Goetz called his wife shortly before heading out to visit the Army outposts, telling her, “This place is dangerous.” He had never said anything like that before, so she prayed for his safety.

“It was like he knew he wasn’t coming back,” she said.

And a soldier serving alongside Goetz said the chaplain told him before heading to the outposts that he believed his family would be well taken care if he did not survive.

At the time of his death, only 280 chaplains were serving more than 100,000 U.S. troops in Afghanistan and Iraq, and many troops rarely saw a chaplain.

Goetz served with distinction at multiple duty stations and routinely prayed for his enemies, encouraging fellow soldiers to do the same.

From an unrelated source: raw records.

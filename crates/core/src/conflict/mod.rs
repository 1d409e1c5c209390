//! Conflict location, resolution, and search.
//!
//! The conflict subsystem is responsible for:
//! 1. **Markers** -- recognising `<<<<<<<`, `=======`, and `>>>>>>>` lines.
//! 2. **Location** -- finding the block that encloses a reference line.
//! 3. **Resolution** -- turning a block and a selection into line deletions.
//! 4. **Search** -- finding the next marker in a buffer or a repository.

pub mod locator;
pub mod markers;
pub mod resolver;
pub mod search;

pub use locator::{ConflictBlock, ConflictLocator};
pub use markers::{ConflictMarkers, DividerGrammar, MarkerKind};
pub use resolver::{ConflictResolver, Resolution, Side};
pub use search::{ConflictHit, GitGrep};
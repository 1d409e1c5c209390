//! Shared styling utilities for terminal output.

use console::Style;

/// Create a success-styled string (green with checkmark).
pub fn success(msg: &str) -> String {
    let style = Style::new().green();
    format!("{} {}", style.apply_to("✓"), msg)
}

/// Create a warning-styled string (yellow).
pub fn warn(msg: &str) -> String {
    let style = Style::new().yellow();
    format!("{} {}", style.apply_to("⚠"), msg)
}

/// Create an informational string (blue).
pub fn info(msg: &str) -> String {
    let style = Style::new().blue();
    format!("{} {}", style.apply_to("ℹ"), msg)
}

/// Create a header-styled string (bold).
pub fn header(msg: &str) -> String {
    Style::new().bold().apply_to(msg).to_string()
}

/// Create a dim-styled string.
pub fn dim(msg: &str) -> String {
    Style::new().dim().apply_to(msg).to_string()
}

/// Label for the current (ours) side of a conflict.
pub fn current_label(label: &str) -> String {
    Style::new().green().bold().apply_to(label).to_string()
}

/// Label for the incoming (theirs) side of a conflict.
pub fn incoming_label(label: &str) -> String {
    Style::new().blue().bold().apply_to(label).to_string()
}
use serde::Serialize;
use std::fmt;

use super::nodes::*;
use crate::enums::Generation;

const BOTH: &[Generation] = &[Generation::Oas20, Generation::Oas30];
const OAS20: &[Generation] = &[Generation::Oas20];
const OAS30: &[Generation] = &[Generation::Oas30];

/// Implemented by every typed node payload.
pub trait NodeType: Sized {
    const KIND: NodeKind;

    fn from_data(data: &NodeData) -> Option<&Self>;
    fn from_data_mut(data: &mut NodeData) -> Option<&mut Self>;
}

macro_rules! node_kinds {
    ($($kind:ident($ty:ident) in $gens:expr),* $(,)?) => {
        /// Closed set of node kinds.
        #[derive(Clone, Copy, Debug, PartialEq, Eq, Hash, PartialOrd, Ord, Serialize)]
        pub enum NodeKind {
            $($kind),*
        }

        impl NodeKind {
            pub const ALL: &'static [NodeKind] = &[$(NodeKind::$kind),*];

            /// Generations in which this kind exists.
            pub fn generations(self) -> &'static [Generation] {
                match self {
                    $(NodeKind::$kind => $gens),*
                }
            }

            pub fn name(self) -> &'static str {
                match self {
                    $(NodeKind::$kind => stringify!($kind)),*
                }
            }
        }

        /// Payload of a node: one variant per kind.
        #[derive(Clone, Debug, PartialEq)]
        pub enum NodeData {
            $($kind($ty)),*
        }

        impl NodeData {
            pub fn kind(&self) -> NodeKind {
                match self {
                    $(NodeData::$kind(_) => NodeKind::$kind),*
                }
            }
        }

        $(
            impl NodeType for $ty {
                const KIND: NodeKind = NodeKind::$kind;

                fn from_data(data: &NodeData) -> Option<&Self> {
                    match data {
                        NodeData::$kind(node) => Some(node),
                        _ => None,
                    }
                }

                fn from_data_mut(data: &mut NodeData) -> Option<&mut Self> {
                    match data {
                        NodeData::$kind(node) => Some(node),
                        _ => None,
                    }
                }
            }

            impl From<$ty> for NodeData {
                fn from(node: $ty) -> Self {
                    NodeData::$kind(node)
                }
            }
        )*
    };
}

node_kinds! {
    Document(DocumentRoot) in BOTH,
    Info(Info) in BOTH,
    Contact(Contact) in BOTH,
    License(License) in BOTH,
    Paths(Paths) in BOTH,
    PathItem(PathItem) in BOTH,
    Operation(Operation) in BOTH,
    Parameter(Parameter) in BOTH,
    Responses(Responses) in BOTH,
    Response(Response) in BOTH,
    Header(Header) in BOTH,
    Schema(Schema) in BOTH,
    Tag(Tag) in BOTH,
    ExternalDocumentation(ExternalDocumentation) in BOTH,
    SecurityRequirement(SecurityRequirement) in BOTH,
    SecurityScheme(SecurityScheme) in BOTH,
    Xml(Xml) in BOTH,
    Items(Items) in OAS20,
    Definitions(Definitions) in OAS20,
    ParametersDefinitions(ParametersDefinitions) in OAS20,
    ResponsesDefinitions(ResponsesDefinitions) in OAS20,
    SecurityDefinitions(SecurityDefinitions) in OAS20,
    Components(Components) in OAS30,
    Server(Server) in OAS30,
    ServerVariable(ServerVariable) in OAS30,
    RequestBody(RequestBody) in OAS30,
    MediaType(MediaType) in OAS30,
    Encoding(Encoding) in OAS30,
    Example(Example) in OAS30,
    Link(Link) in OAS30,
    Callback(Callback) in OAS30,
    Discriminator(Discriminator) in OAS30,
    OAuthFlows(OAuthFlows) in OAS30,
    OAuthFlow(OAuthFlow) in OAS30,
}

impl NodeKind {
    pub fn exists_in(self, generation: Generation) -> bool {
        self.generations().contains(&generation)
    }

    /// Whether nodes of this kind may carry `x-` extension properties.
    pub fn is_extensible(self) -> bool {
        !matches!(
            self,
            NodeKind::SecurityRequirement
                | NodeKind::Discriminator
                | NodeKind::Definitions
                | NodeKind::ParametersDefinitions
                | NodeKind::ResponsesDefinitions
                | NodeKind::SecurityDefinitions
        )
    }

    /// Whether this kind may be replaced by a `$ref` in `generation`.
    pub fn is_reference_capable(self, generation: Generation) -> bool {
        match self {
            NodeKind::PathItem | NodeKind::Parameter | NodeKind::Response | NodeKind::Schema => {
                true
            }
            NodeKind::Header
            | NodeKind::SecurityScheme
            | NodeKind::RequestBody
            | NodeKind::Example
            | NodeKind::Link
            | NodeKind::Callback => generation == Generation::Oas30,
            _ => false,
        }
    }
}

impl fmt::Display for NodeKind {
    fn fmt(&self, f: &mut fmt::Formatter<'_>) -> fmt::Result {
        f.write_str(self.name())
    }
}

impl NodeData {
    /// Structural children in walk order, excluding indexed entries.
    pub fn children(&self) -> Vec<(&'static str, Child<'_>)> {
        match self {
            NodeData::Document(n) => n.children(),
            NodeData::Info(n) => n.children(),
            NodeData::PathItem(n) => n.children(),
            NodeData::Operation(n) => n.children(),
            NodeData::Parameter(n) => n.children(),
            NodeData::Items(n) => n.children(),
            NodeData::Header(n) => n.children(),
            NodeData::Responses(n) => n.children(),
            NodeData::Response(n) => n.children(),
            NodeData::Schema(n) => n.children(),
            NodeData::Tag(n) => n.children(),
            NodeData::SecurityScheme(n) => n.children(),
            NodeData::OAuthFlows(n) => n.children(),
            NodeData::Components(n) => n.children(),
            NodeData::Server(n) => n.children(),
            NodeData::RequestBody(n) => n.children(),
            NodeData::MediaType(n) => n.children(),
            NodeData::Encoding(n) => n.children(),
            NodeData::Link(n) => n.children(),
            NodeData::Contact(_)
            | NodeData::License(_)
            | NodeData::Paths(_)
            | NodeData::ExternalDocumentation(_)
            | NodeData::SecurityRequirement(_)
            | NodeData::Xml(_)
            | NodeData::Definitions(_)
            | NodeData::ParametersDefinitions(_)
            | NodeData::ResponsesDefinitions(_)
            | NodeData::SecurityDefinitions(_)
            | NodeData::ServerVariable(_)
            | NodeData::Example(_)
            | NodeData::Callback(_)
            | NodeData::Discriminator(_)
            | NodeData::OAuthFlow(_) => Vec::new(),
        }
    }

    pub fn as_indexed(&self) -> Option<&dyn IndexedNode> {
        match self {
            NodeData::Paths(n) => Some(n),
            NodeData::Responses(n) => Some(n),
            NodeData::Callback(n) => Some(n),
            NodeData::Definitions(n) => Some(n),
            NodeData::ParametersDefinitions(n) => Some(n),
            NodeData::ResponsesDefinitions(n) => Some(n),
            NodeData::SecurityDefinitions(n) => Some(n),
            _ => None,
        }
    }

    pub fn as_indexed_mut(&mut self) -> Option<&mut dyn IndexedNode> {
        match self {
            NodeData::Paths(n) => Some(n),
            NodeData::Responses(n) => Some(n),
            NodeData::Callback(n) => Some(n),
            NodeData::Definitions(n) => Some(n),
            NodeData::ParametersDefinitions(n) => Some(n),
            NodeData::ResponsesDefinitions(n) => Some(n),
            NodeData::SecurityDefinitions(n) => Some(n),
            _ => None,
        }
    }

    /// The `$ref` pointer carried by this node, if any.
    pub fn reference(&self) -> Option<&str> {
        match self {
            NodeData::PathItem(n) => n.reference.as_deref(),
            NodeData::Parameter(n) => n.reference.as_deref(),
            NodeData::Header(n) => n.reference.as_deref(),
            NodeData::Response(n) => n.reference.as_deref(),
            NodeData::Schema(n) => n.reference.as_deref(),
            NodeData::SecurityScheme(n) => n.reference.as_deref(),
            NodeData::RequestBody(n) => n.reference.as_deref(),
            NodeData::Example(n) => n.reference.as_deref(),
            NodeData::Link(n) => n.reference.as_deref(),
            NodeData::Callback(n) => n.reference.as_deref(),
            _ => None,
        }
    }

    /// The `description` property, for kinds that have one.
    pub fn description(&self) -> Option<&str> {
        match self {
            NodeData::Info(n) => n.description.as_deref(),
            NodeData::PathItem(n) => n.description.as_deref(),
            NodeData::Operation(n) => n.description.as_deref(),
            NodeData::Parameter(n) => n.description.as_deref(),
            NodeData::Header(n) => n.description.as_deref(),
            NodeData::Response(n) => n.description.as_deref(),
            NodeData::Schema(n) => n.description.as_deref(),
            NodeData::Tag(n) => n.description.as_deref(),
            NodeData::ExternalDocumentation(n) => n.description.as_deref(),
            NodeData::SecurityScheme(n) => n.description.as_deref(),
            NodeData::Server(n) => n.description.as_deref(),
            NodeData::ServerVariable(n) => n.description.as_deref(),
            NodeData::RequestBody(n) => n.description.as_deref(),
            NodeData::Example(n) => n.description.as_deref(),
            NodeData::Link(n) => n.description.as_deref(),
            _ => None,
        }
    }
}
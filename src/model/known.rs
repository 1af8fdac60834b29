//! Static per-kind property schemas.
//!
//! Unknown-property detection is a set difference between a node's extra
//! properties and the names registered here for its kind and generation.

use super::NodeKind;
use crate::enums::Generation;

/// The declared property names of one node kind in one generation.
#[derive(Clone, Debug, PartialEq, Eq)]
pub struct KnownProperties {
    pub kind: NodeKind,
    pub generation: Generation,
    pub properties: &'static [&'static str],
}

macro_rules! known {
    ($kind:ident, $generation:ident, [$($name:literal),* $(,)?]) => {
        KnownProperties {
            kind: NodeKind::$kind,
            generation: Generation::$generation,
            properties: &[$($name),*],
        }
    };
}

/// The known-property registry.
pub static KNOWN_PROPERTIES: &[KnownProperties] = &[
    // Root
    known!(Document, Oas20, [
        "swagger", "info", "host", "basePath", "schemes", "consumes", "produces", "paths",
        "definitions", "parameters", "responses", "securityDefinitions", "security", "tags",
        "externalDocs",
    ]),
    known!(Document, Oas30, [
        "openapi", "info", "servers", "paths", "components", "security", "tags", "externalDocs",
    ]),
    // Info
    known!(Info, Oas20, ["title", "description", "termsOfService", "contact", "license", "version"]),
    known!(Info, Oas30, ["title", "description", "termsOfService", "contact", "license", "version"]),
    known!(Contact, Oas20, ["name", "url", "email"]),
    known!(Contact, Oas30, ["name", "url", "email"]),
    known!(License, Oas20, ["name", "url"]),
    known!(License, Oas30, ["name", "url"]),
    // Paths
    known!(Paths, Oas20, []),
    known!(Paths, Oas30, []),
    known!(PathItem, Oas20, [
        "$ref", "get", "put", "post", "delete", "options", "head", "patch", "parameters",
    ]),
    known!(PathItem, Oas30, [
        "$ref", "summary", "description", "get", "put", "post", "delete", "options", "head",
        "patch", "trace", "servers", "parameters",
    ]),
    known!(Operation, Oas20, [
        "tags", "summary", "description", "externalDocs", "operationId", "consumes", "produces",
        "parameters", "responses", "schemes", "deprecated", "security",
    ]),
    known!(Operation, Oas30, [
        "tags", "summary", "description", "externalDocs", "operationId", "parameters",
        "requestBody", "responses", "callbacks", "deprecated", "security", "servers",
    ]),
    // Parameters
    known!(Parameter, Oas20, [
        "$ref", "name", "in", "description", "required", "schema", "type", "format",
        "allowEmptyValue", "items", "collectionFormat", "default", "maximum", "exclusiveMaximum",
        "minimum", "exclusiveMinimum", "maxLength", "minLength", "pattern", "maxItems",
        "minItems", "uniqueItems", "enum", "multipleOf",
    ]),
    known!(Parameter, Oas30, [
        "$ref", "name", "in", "description", "required", "deprecated", "allowEmptyValue",
        "style", "explode", "allowReserved", "schema", "example", "examples", "content",
    ]),
    known!(Items, Oas20, [
        "type", "format", "items", "collectionFormat", "default", "maximum", "exclusiveMaximum",
        "minimum", "exclusiveMinimum", "maxLength", "minLength", "pattern", "maxItems",
        "minItems", "uniqueItems", "enum", "multipleOf",
    ]),
    known!(Header, Oas20, [
        "description", "type", "format", "items", "collectionFormat", "default", "maximum",
        "exclusiveMaximum", "minimum", "exclusiveMinimum", "maxLength", "minLength", "pattern",
        "maxItems", "minItems", "uniqueItems", "enum", "multipleOf",
    ]),
    known!(Header, Oas30, [
        "$ref", "description", "required", "deprecated", "allowEmptyValue", "style", "explode",
        "allowReserved", "schema", "example", "examples", "content",
    ]),
    // Responses
    known!(Responses, Oas20, ["default"]),
    known!(Responses, Oas30, ["default"]),
    known!(Response, Oas20, ["$ref", "description", "schema", "headers", "examples"]),
    known!(Response, Oas30, ["$ref", "description", "headers", "content", "links"]),
    // Schemas
    known!(Schema, Oas20, [
        "$ref", "format", "title", "description", "default", "multipleOf", "maximum",
        "exclusiveMaximum", "minimum", "exclusiveMinimum", "maxLength", "minLength", "pattern",
        "maxItems", "minItems", "uniqueItems", "maxProperties", "minProperties", "required",
        "enum", "type", "items", "allOf", "properties", "additionalProperties", "discriminator",
        "readOnly", "xml", "externalDocs", "example",
    ]),
    known!(Schema, Oas30, [
        "$ref", "title", "multipleOf", "maximum", "exclusiveMaximum", "minimum",
        "exclusiveMinimum", "maxLength", "minLength", "pattern", "maxItems", "minItems",
        "uniqueItems", "maxProperties", "minProperties", "required", "enum", "type", "allOf",
        "oneOf", "anyOf", "not", "items", "properties", "additionalProperties", "description",
        "format", "default", "nullable", "discriminator", "readOnly", "writeOnly", "xml",
        "externalDocs", "example", "deprecated",
    ]),
    known!(Xml, Oas20, ["name", "namespace", "prefix", "attribute", "wrapped"]),
    known!(Xml, Oas30, ["name", "namespace", "prefix", "attribute", "wrapped"]),
    known!(Discriminator, Oas30, ["propertyName", "mapping"]),
    // Tags
    known!(Tag, Oas20, ["name", "description", "externalDocs"]),
    known!(Tag, Oas30, ["name", "description", "externalDocs"]),
    known!(ExternalDocumentation, Oas20, ["description", "url"]),
    known!(ExternalDocumentation, Oas30, ["description", "url"]),
    // Security
    known!(SecurityRequirement, Oas20, []),
    known!(SecurityRequirement, Oas30, []),
    known!(SecurityScheme, Oas20, [
        "type", "description", "name", "in", "flow", "authorizationUrl", "tokenUrl", "scopes",
    ]),
    known!(SecurityScheme, Oas30, [
        "$ref", "type", "description", "name", "in", "scheme", "bearerFormat", "flows",
        "openIdConnectUrl",
    ]),
    known!(OAuthFlows, Oas30, ["implicit", "password", "clientCredentials", "authorizationCode"]),
    known!(OAuthFlow, Oas30, ["authorizationUrl", "tokenUrl", "refreshUrl", "scopes"]),
    // 2.0 definition collections
    known!(Definitions, Oas20, []),
    known!(ParametersDefinitions, Oas20, []),
    known!(ResponsesDefinitions, Oas20, []),
    known!(SecurityDefinitions, Oas20, []),
    // 3.0 components
    known!(Components, Oas30, [
        "schemas", "responses", "parameters", "examples", "requestBodies", "headers",
        "securitySchemes", "links", "callbacks",
    ]),
    known!(Server, Oas30, ["url", "description", "variables"]),
    known!(ServerVariable, Oas30, ["enum", "default", "description"]),
    known!(RequestBody, Oas30, ["$ref", "description", "content", "required"]),
    known!(MediaType, Oas30, ["schema", "example", "examples", "encoding"]),
    known!(Encoding, Oas30, ["contentType", "headers", "style", "explode", "allowReserved"]),
    known!(Example, Oas30, ["$ref", "summary", "description", "value", "externalValue"]),
    known!(Link, Oas30, [
        "$ref", "operationRef", "operationId", "parameters", "requestBody", "description",
        "server",
    ]),
    known!(Callback, Oas30, ["$ref"]),
];

/// Look up the known-property entry for a kind in a generation.
pub fn lookup(kind: NodeKind, generation: Generation) -> Option<&'static KnownProperties> {
    KNOWN_PROPERTIES
        .iter()
        .find(|e| e.kind == kind && e.generation == generation)
}

/// Whether `name` is a declared property of `kind` in `generation`.
pub fn is_known(kind: NodeKind, generation: Generation, name: &str) -> bool {
    lookup(kind, generation).is_some_and(|e| e.properties.contains(&name))
}

#[cfg(test)]
mod tests {
    use super::*;

    #[test]
    fn every_kind_has_an_entry_for_each_of_its_generations() {
        for kind in NodeKind::ALL {
            for generation in kind.generations() {
                assert!(
                    lookup(*kind, *generation).is_some(),
                    "no known properties for {} in {}",
                    kind,
                    generation
                );
            }
        }
    }

    #[test]
    fn no_entry_for_a_kind_outside_its_generation() {
        for entry in KNOWN_PROPERTIES {
            assert!(entry.kind.exists_in(entry.generation));
        }
    }

    #[test]
    fn version_property_is_known_at_root() {
        assert!(is_known(NodeKind::Document, Generation::Oas20, "swagger"));
        assert!(is_known(NodeKind::Document, Generation::Oas30, "openapi"));
        assert!(!is_known(NodeKind::Document, Generation::Oas30, "swagger"));
    }
}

Goetz grew up in Hood River, Ore., and attended Horizon Christian School, where he prayed with his principal to receive Christ as his savior in his senior year. He graduated from Maranatha Baptist Bible College in Wisconsin and earned a master’s degree in divinity from Central Baptist Theological Seminary in Minneapolis.

The post office will be renamed following President Trump’s sign-off.

“Dale’s legacy of love for God and country was very evident with his unit and we are honored to remember him in this way,” the Goetz family said in a statement.

Other chaplains who have died in the line of duty include Catholic Chaplain Maj. Henry Timothy Vakoc, who was severely injured in a roadside bomb attack in Iraq while returning from celebrating Mass with troops in 2004. He died from his wounds in 2009 and was awarded the Purple Heart.

Also, Army Chaplain’s Assistant Staff Sgt. Christopher Stout was killed in an insurgent attack on his unit in 2010 in Afghanistan.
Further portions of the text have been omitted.